# [Exercise requirements]
Look through the entries for the string "Option" and copy every line where it shows up.

___ Input data ___

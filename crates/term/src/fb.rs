//! Framebuffer and style types for terminal rendering.

/// 24-bit RGB color.
#[derive(Debug, Clone, Copy, PartialEq, Eq, Default)]
pub struct Rgb {
    pub r: u8,
    pub g: u8,
    pub b: u8,
}

impl Rgb {
    pub const fn new(r: u8, g: u8, b: u8) -> Self {
        Self { r, g, b }
    }
}

/// Minimal per-cell styling.
#[derive(Debug, Clone, Copy, PartialEq, Eq)]
pub struct CellStyle {
    pub fg: Rgb,
    pub bg: Rgb,
    pub bold: bool,
    pub dim: bool,
}

impl Default for CellStyle {
    fn default() -> Self {
        Self {
            fg: Rgb::new(220, 220, 220),
            bg: Rgb::new(0, 0, 0),
            bold: false,
            dim: false,
        }
    }
}

/// A single terminal cell.
#[derive(Debug, Clone, Copy, PartialEq, Eq)]
pub struct Cell {
    pub ch: char,
    pub style: CellStyle,
}

impl Default for Cell {
    fn default() -> Self {
        Self {
            ch: ' ',
            style: CellStyle::default(),
        }
    }
}

/// 2D framebuffer of styled character cells.
#[derive(Debug, Clone, PartialEq, Eq)]
pub struct FrameBuffer {
    width: u16,
    height: u16,
    cells: Vec<Cell>,
}

impl FrameBuffer {
    pub fn new(width: u16, height: u16) -> Self {
        let len = (width as usize) * (height as usize);
        Self {
            width,
            height,
            cells: vec![Cell::default(); len],
        }
    }

    pub fn width(&self) -> u16 {
        self.width
    }

    pub fn height(&self) -> u16 {
        self.height
    }

    /// Resize the framebuffer.
    ///
    /// This preserves the underlying allocation when possible.
    pub fn resize(&mut self, width: u16, height: u16) {
        if self.width == width && self.height == height {
            return;
        }
        self.width = width;
        self.height = height;
        let len = (width as usize) * (height as usize);
        self.cells.resize(len, Cell::default());
    }

    pub fn cells(&self) -> &[Cell] {
        &self.cells
    }

    #[inline(always)]
    fn idx(&self, x: u16, y: u16) -> Option<usize> {
        if x >= self.width || y >= self.height {
            return None;
        }
        Some((y as usize) * (self.width as usize) + (x as usize))
    }

    pub fn get(&self, x: u16, y: u16) -> Option<Cell> {
        self.idx(x, y).map(|i| self.cells[i])
    }

    pub fn set(&mut self, x: u16, y: u16, cell: Cell) {
        if let Some(i) = self.idx(x, y) {
            self.cells[i] = cell;
        }
    }

    pub fn clear(&mut self, cell: Cell) {
        self.cells.fill(cell);
    }

    pub fn put_char(&mut self, x: u16, y: u16, ch: char, style: CellStyle) {
        self.set(x, y, Cell { ch, style });
    }

    pub fn put_str(&mut self, x: u16, y: u16, s: &str, style: CellStyle) {
        let mut cx = x;
        for ch in s.chars() {
            if cx >= self.width {
                break;
            }
            self.put_char(cx, y, ch, style);
            cx += 1;
        }
    }

    /// Write a number in decimal without allocating.
    pub fn put_u32(&mut self, x: u16, y: u16, value: u32, style: CellStyle) {
        // u32::MAX has 10 digits.
        let mut digits = [0u8; 10];
        let mut len = 0;
        let mut rest = value;
        loop {
            digits[len] = b'0' + (rest % 10) as u8;
            len += 1;
            rest /= 10;
            if rest == 0 {
                break;
            }
        }

        let mut cx = x;
        for i in (0..len).rev() {
            if cx >= self.width {
                break;
            }
            self.put_char(cx, y, digits[i] as char, style);
            cx += 1;
        }
    }

    pub fn fill_rect(&mut self, x: u16, y: u16, w: u16, h: u16, ch: char, style: CellStyle) {
        for dy in 0..h {
            for dx in 0..w {
                self.put_char(x.saturating_add(dx), y.saturating_add(dy), ch, style);
            }
        }
    }
}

___

# [Exercise output]
    fn idx(&self, x: u16, y: u16) -> Option<usize> {
    pub fn get(&self, x: u16, y: u16) -> Option<Cell> {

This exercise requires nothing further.